Voilà pour le futur cœur du monde. Mais ce monde de demain, que sera-t-il en pratique ? Attali nous promet un hyperempire, un hyperconflit puis une hyperdémocratie. Dans un monde devenu polycentrique, des hypernomades dirigeront la planète et des infranomades bousculeront les frontières pour chercher une place au soleil. De nouveaux objets feront leur apparition : les robots domestiques ou surveilleurs. Ce sera le règne de l’hypersurveillance. « Plus rien ne restera caché ; la discrétion jusqu’ici condition de la vie en société, n’aura plus de raison d’être. Tout le monde saura tout sur tout le monde ; on évoluera vers moins de culpabilité et plus de tolérance ». On verra apparaître des avions-taxis, un objet nomade universel servira à la fois de téléphone, d’agenda, d’ordinateur, de lecteur de musique, de téléviseur, de chéquier, de carte d’identité et de trousseau de clés. La plupart des médias papier deviendront virtuels. Deux industries domineront l’économie mondiale : l’assurance et la distraction et l’on passera de l’achat à l’accès. Ce sera la domination du « cirque » et du « théâtre ». Parallèlement les biotechnologies et les nanotechnologies se développeront de manière exponentielle. On inventera la gelée bleue et la gelée grise, des armes absolues. On pourra reproduire-au moins virtuellement-une personne disparue ou fantasmée. Des hôtels seront installés sur la Lune puis sur Mars. Dans les familles, les parents, pour l’essentiel, seront séparés et les formes les plus diverses de sexualité seront tolérées à l’exception de l’inceste, de la pédophilie et de la zoophilie. La natalité baissera, même dans les pays musulmans, une masse de Chinois envahira la Russie, l’Occident sera peu à peu submergé par l’immigration.

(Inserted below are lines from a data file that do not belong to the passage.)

//! Shared test utilities available to both unit and integration tests.
//!
//! Enabled via `#[cfg(test)]` (unit tests) or the `testkit` feature
//! (integration tests).
//!
//! # Modules
//!
//! - [`venue`] - In-memory [`SourceVenue`](crate::port::SourceVenue) and
//!   [`TargetVenue`](crate::port::TargetVenue) with call recording.
//! - [`domain`] - Builders for instruments, constraints and markets.
//! - [`config`] - Canonical test configuration.
//! - [`operator`] - Scripted approval and in-memory report.

pub mod config;
pub mod domain;
pub mod operator;
pub mod venue;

Mais, malgré toutes ces innovations, l’avenir de la planète apparaît très sombre : partout, les stocks énergétiques baissent. L’humanité a déjà consommé la moitié de la capacité des plantes à photosynthétiser la lumière solaire. Il n’y a plus que 230 ans de charbon disponible, 70 ans pour le gaz et 50 ans pour le pétrole. Les espèces animales risquent de chuter de 90%.

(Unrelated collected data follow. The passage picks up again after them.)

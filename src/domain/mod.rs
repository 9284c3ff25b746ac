//! Exchange parameter reconciliation engine.
//!
//! Everything in here is pure and synchronous: it works on data already
//! fetched from the venues and never performs I/O.

pub mod amount;
pub mod compliance;
pub mod currency;
pub mod error;
pub mod instrument;
pub mod market;
pub mod normalize;
pub mod precision;

pub use amount::{min_trade_amount, parse_price, NOTIONAL_SAFETY_MARGIN};
pub use compliance::{
    audit_fees, check_compliance, check_currency, ComplianceReport, CurrencyCompliance,
};
pub use currency::{NetworkRecord, SourceCurrency, TargetCurrency};
pub use error::ReconcileError;
pub use instrument::{
    find_constraint, index_by_symbol, Constraint, Instrument, LotSizeConstraint, NotionalConstraint,
    PriceConstraint,
};
pub use market::{equivalent, MarketConfig, UpdateMarketRequest};
pub use normalize::{normalize, UNBOUNDED_MAX_PRICE};
pub use precision::{precision_of, round_to_precision};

Sans oublier le « temps qui est, en fait, la seule réalité vraiment rare : nul ne peut le produire ; nul ne peut vendre celui dont il dispose ; personne ne sait l’accumuler ». Le temps, dit Attali, c’est finalement Dieu.

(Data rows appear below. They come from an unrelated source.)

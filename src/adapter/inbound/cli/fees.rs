//! `marketsync fees`: withdrawal-fee compliance audit.

use std::io::IsTerminal;

use serde_json::json;
use tabled::{Table, Tabled};

use super::output;
use super::prompt::fill_credentials;
use crate::adapter::outbound::binance::BinanceClient;
use crate::adapter::outbound::opendax::OpendaxClient;
use crate::application::fees::run_fee_pass;
use crate::domain::{ComplianceReport, CurrencyCompliance};
use crate::error::Result;
use crate::infrastructure::config::Config;

#[derive(Tabled)]
struct ComplianceRow {
    #[tabled(rename = "Currency")]
    currency: String,
    #[tabled(rename = "Network")]
    network: String,
    #[tabled(rename = "Min withdraw")]
    target_min_withdraw: String,
    #[tabled(rename = "Source min")]
    source_min_withdraw: String,
    #[tabled(rename = "Min check")]
    min_withdraw: String,
    #[tabled(rename = "Fee")]
    target_withdraw_fee: String,
    #[tabled(rename = "Source fee")]
    source_withdraw_fee: String,
    #[tabled(rename = "Fee check")]
    withdraw_fee: String,
}

impl From<&ComplianceReport> for ComplianceRow {
    fn from(report: &ComplianceReport) -> Self {
        Self {
            currency: report.currency.clone(),
            network: report.network.clone(),
            target_min_withdraw: report.target_min_withdraw.to_string(),
            source_min_withdraw: report.source_min_withdraw.to_string(),
            min_withdraw: output::pass_fail(report.min_withdraw_ok),
            target_withdraw_fee: report.target_withdraw_fee.to_string(),
            source_withdraw_fee: report.source_withdraw_fee.to_string(),
            withdraw_fee: output::pass_fail(report.withdraw_fee_ok),
        }
    }
}

/// Render compliance reports as a table.
#[must_use]
pub fn render_table(results: &[CurrencyCompliance]) -> String {
    let rows: Vec<ComplianceRow> = results
        .iter()
        .filter_map(|result| match result {
            CurrencyCompliance::Checked { reports, .. } => Some(reports),
            CurrencyCompliance::AbsentAtSource { .. } => None,
        })
        .flatten()
        .map(ComplianceRow::from)
        .collect();
    Table::new(rows).to_string()
}

/// Run the fee audit against the configured venues.
pub async fn execute(config: &Config) -> Result<()> {
    output::header(env!("CARGO_PKG_VERSION"));

    let mut source_config = config.source.clone();
    if !source_config.credentials.is_complete() {
        if std::io::stdin().is_terminal() {
            fill_credentials("Binance", &mut source_config.credentials)?;
        } else {
            output::warning("Binance credentials incomplete; the coin listing will be rejected");
            output::hint("export BINANCE_API_KEY and BINANCE_SECRET, or run from a terminal");
        }
    }

    let source = BinanceClient::from_config(&source_config);
    let target = OpendaxClient::from_config(&config.target);

    let spinner = output::spinner("Comparing withdrawal fees...");
    let results = match run_fee_pass(&source, &target).await {
        Ok(results) => {
            output::spinner_success(&spinner, "Fees compared");
            results
        }
        Err(err) => {
            output::spinner_fail(&spinner, "Fee comparison failed");
            return Err(err);
        }
    };

    render(&results)
}

fn render(results: &[CurrencyCompliance]) -> Result<()> {
    for result in results {
        output::event("currency", serde_json::to_value(result)?);
    }

    output::section("Withdrawal fees");
    output::lines(&render_table(results));

    let absent: Vec<&str> = results
        .iter()
        .filter(|r| matches!(r, CurrencyCompliance::AbsentAtSource { .. }))
        .map(CurrencyCompliance::code)
        .collect();
    if !absent.is_empty() && !output::is_json() {
        output::warning(&format!("Missing at source: {}", absent.join(", ")));
    }

    let failing = results
        .iter()
        .filter_map(|result| match result {
            CurrencyCompliance::Checked { reports, .. } => Some(reports),
            CurrencyCompliance::AbsentAtSource { .. } => None,
        })
        .flatten()
        .filter(|report| !report.is_compliant())
        .count();

    output::event(
        "summary",
        json!({
            "currencies": results.len(),
            "absent": absent.len(),
            "failing_networks": failing,
        }),
    );
    output::section("Summary");
    output::field("Currencies", results.len());
    output::field("Missing at source", absent.len());
    output::field("Failing networks", failing);
    Ok(())
}
//! Application services (use cases).
//!
//! These passes orchestrate domain logic over the venue ports.

pub mod fees;
pub mod markets;

pub use fees::run_fee_pass;
pub use markets::{
    propose_market, Epilogue, MarketOutcome, MarketPass, MarketPassReport, MarketPlan,
};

Et la France, dans tout cela ? « Elle va mal » nous dit l’auteur ». « Son économie est incertaine, sa cohésion sociale est menacée, ses finances en danger, son influence internationale affaiblie ». La France, qui n’a jamais abrité de « cœur » parce qu’elle « n’a su, à aucun moment, souscrire aux lois de l’histoire de l’avenir » risque de sombrer dans la crispation identitaire. Si elle n’y prend pas garde, « un jour elle disparaîtra comme ont disparu avant elle, tant d’autres grandes nations convaincues de l’éternité de leur destin ».
Un avenir qui, malgré la promesse de l’émergence espérée d’une hyperdémocratie, fait froid dans le dos mais donne à réfléchir. Un hyperlivre.
Jean-Pierre Allali

(*) Éditions Fayard. Janvier 2007. 432 pages. 20€.